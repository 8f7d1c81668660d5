//! Alacritty color configuration (TOML).
//!
//! Colors live in nested tables under `[colors]`. The tables are held by
//! value so that a destination-driven mapping can reach every leaf without
//! allocating intermediate nodes.

use facet::Facet;
use hueport_core as hueport;
use serde::{Deserialize, Serialize};

use crate::Color;
use crate::adapter::impl_adapter;

#[derive(Debug, Clone, Default, PartialEq, Facet, Serialize, Deserialize)]
#[serde(default)]
pub struct Primary {
    #[serde(skip_serializing_if = "Option::is_none")]
    #[facet(hueport::canonical = "special_colors.background")]
    pub background: Option<Color>,
    #[serde(skip_serializing_if = "Option::is_none")]
    #[facet(hueport::canonical = "special_colors.foreground")]
    pub foreground: Option<Color>,
    #[serde(skip_serializing_if = "Option::is_none")]
    #[facet(hueport::canonical = "special_colors.foreground_bright")]
    pub bright_foreground: Option<Color>,
}

#[derive(Debug, Clone, Default, PartialEq, Facet, Serialize, Deserialize)]
#[serde(default)]
pub struct CursorColors {
    #[serde(skip_serializing_if = "Option::is_none")]
    #[facet(hueport::canonical = "special_colors.cursor")]
    pub cursor: Option<Color>,
    #[serde(skip_serializing_if = "Option::is_none")]
    #[facet(hueport::canonical = "special_colors.cursor_text")]
    pub text: Option<Color>,
}

#[derive(Debug, Clone, Default, PartialEq, Facet, Serialize, Deserialize)]
#[serde(default)]
pub struct NormalColors {
    #[serde(skip_serializing_if = "Option::is_none")]
    #[facet(hueport::canonical = "ansi_colors.black")]
    pub black: Option<Color>,
    #[serde(skip_serializing_if = "Option::is_none")]
    #[facet(hueport::canonical = "ansi_colors.red")]
    pub red: Option<Color>,
    #[serde(skip_serializing_if = "Option::is_none")]
    #[facet(hueport::canonical = "ansi_colors.green")]
    pub green: Option<Color>,
    #[serde(skip_serializing_if = "Option::is_none")]
    #[facet(hueport::canonical = "ansi_colors.yellow")]
    pub yellow: Option<Color>,
    #[serde(skip_serializing_if = "Option::is_none")]
    #[facet(hueport::canonical = "ansi_colors.blue")]
    pub blue: Option<Color>,
    #[serde(skip_serializing_if = "Option::is_none")]
    #[facet(hueport::canonical = "ansi_colors.magenta")]
    pub magenta: Option<Color>,
    #[serde(skip_serializing_if = "Option::is_none")]
    #[facet(hueport::canonical = "ansi_colors.cyan")]
    pub cyan: Option<Color>,
    #[serde(skip_serializing_if = "Option::is_none")]
    #[facet(hueport::canonical = "ansi_colors.white")]
    pub white: Option<Color>,
}

#[derive(Debug, Clone, Default, PartialEq, Facet, Serialize, Deserialize)]
#[serde(default)]
pub struct BrightColors {
    #[serde(skip_serializing_if = "Option::is_none")]
    #[facet(hueport::canonical = "ansi_colors.bright_black")]
    pub black: Option<Color>,
    #[serde(skip_serializing_if = "Option::is_none")]
    #[facet(hueport::canonical = "ansi_colors.bright_red")]
    pub red: Option<Color>,
    #[serde(skip_serializing_if = "Option::is_none")]
    #[facet(hueport::canonical = "ansi_colors.bright_green")]
    pub green: Option<Color>,
    #[serde(skip_serializing_if = "Option::is_none")]
    #[facet(hueport::canonical = "ansi_colors.bright_yellow")]
    pub yellow: Option<Color>,
    #[serde(skip_serializing_if = "Option::is_none")]
    #[facet(hueport::canonical = "ansi_colors.bright_blue")]
    pub blue: Option<Color>,
    #[serde(skip_serializing_if = "Option::is_none")]
    #[facet(hueport::canonical = "ansi_colors.bright_magenta")]
    pub magenta: Option<Color>,
    #[serde(skip_serializing_if = "Option::is_none")]
    #[facet(hueport::canonical = "ansi_colors.bright_cyan")]
    pub cyan: Option<Color>,
    #[serde(skip_serializing_if = "Option::is_none")]
    #[facet(hueport::canonical = "ansi_colors.bright_white")]
    pub white: Option<Color>,
}

#[derive(Debug, Clone, Default, PartialEq, Facet, Serialize, Deserialize)]
#[serde(default)]
pub struct SelectionColors {
    #[serde(skip_serializing_if = "Option::is_none")]
    #[facet(hueport::canonical = "special_colors.selection")]
    pub background: Option<Color>,
    #[serde(skip_serializing_if = "Option::is_none")]
    #[facet(hueport::canonical = "special_colors.selected_text")]
    pub text: Option<Color>,
}

#[derive(Debug, Clone, Default, PartialEq, Facet, Serialize, Deserialize)]
#[serde(default)]
pub struct AlacrittyColors {
    pub primary: Primary,
    pub cursor: CursorColors,
    pub normal: NormalColors,
    pub bright: BrightColors,
    pub selection: SelectionColors,
}

#[derive(Debug, Clone, Default, PartialEq, Facet, Serialize, Deserialize)]
#[serde(default)]
pub struct AlacrittyScheme {
    pub colors: AlacrittyColors,
}

impl_adapter!(AlacrittyScheme, name: "alacritty", aliases: [], format: Toml);
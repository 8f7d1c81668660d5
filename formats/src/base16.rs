//! Base16 scheme files (YAML).
//!
//! ```yaml
//! scheme: "Tomorrow Night"
//! author: "Chris Kempson"
//! base00: "1d1f21"
//! base05: "c5c8c6"
//! base08: "cc6666"
//! ```

use facet::Facet;
use hueport_core as hueport;
use serde::{Deserialize, Serialize};

use crate::Color;
use crate::adapter::impl_adapter;

#[derive(Debug, Clone, Default, PartialEq, Facet, Serialize, Deserialize)]
#[serde(default)]
pub struct Base16Scheme {
    #[serde(skip_serializing_if = "Option::is_none")]
    #[facet(hueport::canonical = "metadata.name")]
    pub scheme: Option<String>,
    #[serde(skip_serializing_if = "Option::is_none")]
    #[facet(hueport::canonical = "metadata.author")]
    pub author: Option<String>,
    #[serde(skip_serializing_if = "Option::is_none")]
    #[facet(hueport::canonical = "special_colors.background")]
    pub base00: Option<Color>,
    #[serde(skip_serializing_if = "Option::is_none")]
    #[facet(hueport::canonical = "special_colors.selection")]
    pub base01: Option<Color>,
    #[serde(skip_serializing_if = "Option::is_none")]
    #[facet(hueport::canonical = "special_colors.cursor")]
    pub base02: Option<Color>,
    #[serde(skip_serializing_if = "Option::is_none")]
    #[facet(hueport::canonical = "special_colors.cursor_text")]
    pub base03: Option<Color>,
    #[serde(skip_serializing_if = "Option::is_none")]
    #[facet(hueport::canonical = "special_colors.selected_text")]
    pub base04: Option<Color>,
    #[serde(skip_serializing_if = "Option::is_none")]
    #[facet(hueport::canonical = "special_colors.foreground")]
    pub base05: Option<Color>,
    #[serde(skip_serializing_if = "Option::is_none")]
    #[facet(hueport::canonical = "special_colors.foreground_bright")]
    pub base06: Option<Color>,
    #[serde(skip_serializing_if = "Option::is_none")]
    #[facet(hueport::canonical = "ansi_colors.white")]
    pub base07: Option<Color>,
    #[serde(skip_serializing_if = "Option::is_none")]
    #[facet(hueport::canonical = "ansi_colors.red")]
    pub base08: Option<Color>,
    #[serde(skip_serializing_if = "Option::is_none")]
    #[facet(hueport::canonical = "ansi_colors.yellow")]
    pub base09: Option<Color>,
    #[serde(rename = "base0A", skip_serializing_if = "Option::is_none")]
    #[facet(hueport::canonical = "ansi_colors.blue")]
    pub base0a: Option<Color>,
    #[serde(rename = "base0B", skip_serializing_if = "Option::is_none")]
    #[facet(hueport::canonical = "ansi_colors.green")]
    pub base0b: Option<Color>,
    #[serde(rename = "base0C", skip_serializing_if = "Option::is_none")]
    #[facet(hueport::canonical = "ansi_colors.cyan")]
    pub base0c: Option<Color>,
    #[serde(rename = "base0D", skip_serializing_if = "Option::is_none")]
    #[facet(hueport::canonical = "ansi_colors.bright_blue")]
    pub base0d: Option<Color>,
    #[serde(rename = "base0E", skip_serializing_if = "Option::is_none")]
    #[facet(hueport::canonical = "ansi_colors.magenta")]
    pub base0e: Option<Color>,
    #[serde(rename = "base0F", skip_serializing_if = "Option::is_none")]
    #[facet(hueport::canonical = "ansi_colors.bright_magenta")]
    pub base0f: Option<Color>,
}

impl_adapter!(Base16Scheme, name: "base16", aliases: ["16"], format: Yaml);

#[cfg(test)]
mod tests {
    use super::*;
    use crate::Adapter;

    #[test]
    fn test_parse_accepts_bare_hex_and_upper_keys() {
        let mut scheme = Base16Scheme::default();
        scheme
            .parse("scheme: Ocean\nbase00: \"2b303b\"\nbase0A: \"#ebcb8b\"\n")
            .unwrap();
        assert_eq!(scheme.scheme.as_deref(), Some("Ocean"));
        assert_eq!(scheme.base00, Some(Color::rgb(0x2b, 0x30, 0x3b)));
        assert_eq!(scheme.base0a, Some(Color::rgb(0xeb, 0xcb, 0x8b)));
        assert_eq!(scheme.base01, None);
    }

    #[test]
    fn test_render_skips_absent_fields() {
        let scheme = Base16Scheme {
            scheme: Some("Ocean".into()),
            base0d: Some(Color::rgb(0x8f, 0xa1, 0xb3)),
            ..Base16Scheme::default()
        };
        let rendered = scheme.render().unwrap();
        assert!(rendered.starts_with("scheme: Ocean\n"));
        assert!(rendered.contains("base0D: "));
        assert!(rendered.contains("#8fa1b3"));
        assert!(!rendered.contains("base00"));
        assert!(!rendered.contains("author"));
    }
}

***

If a line in the listing contains the string "Some", count it; then give only the number of such lines.

Written answer
5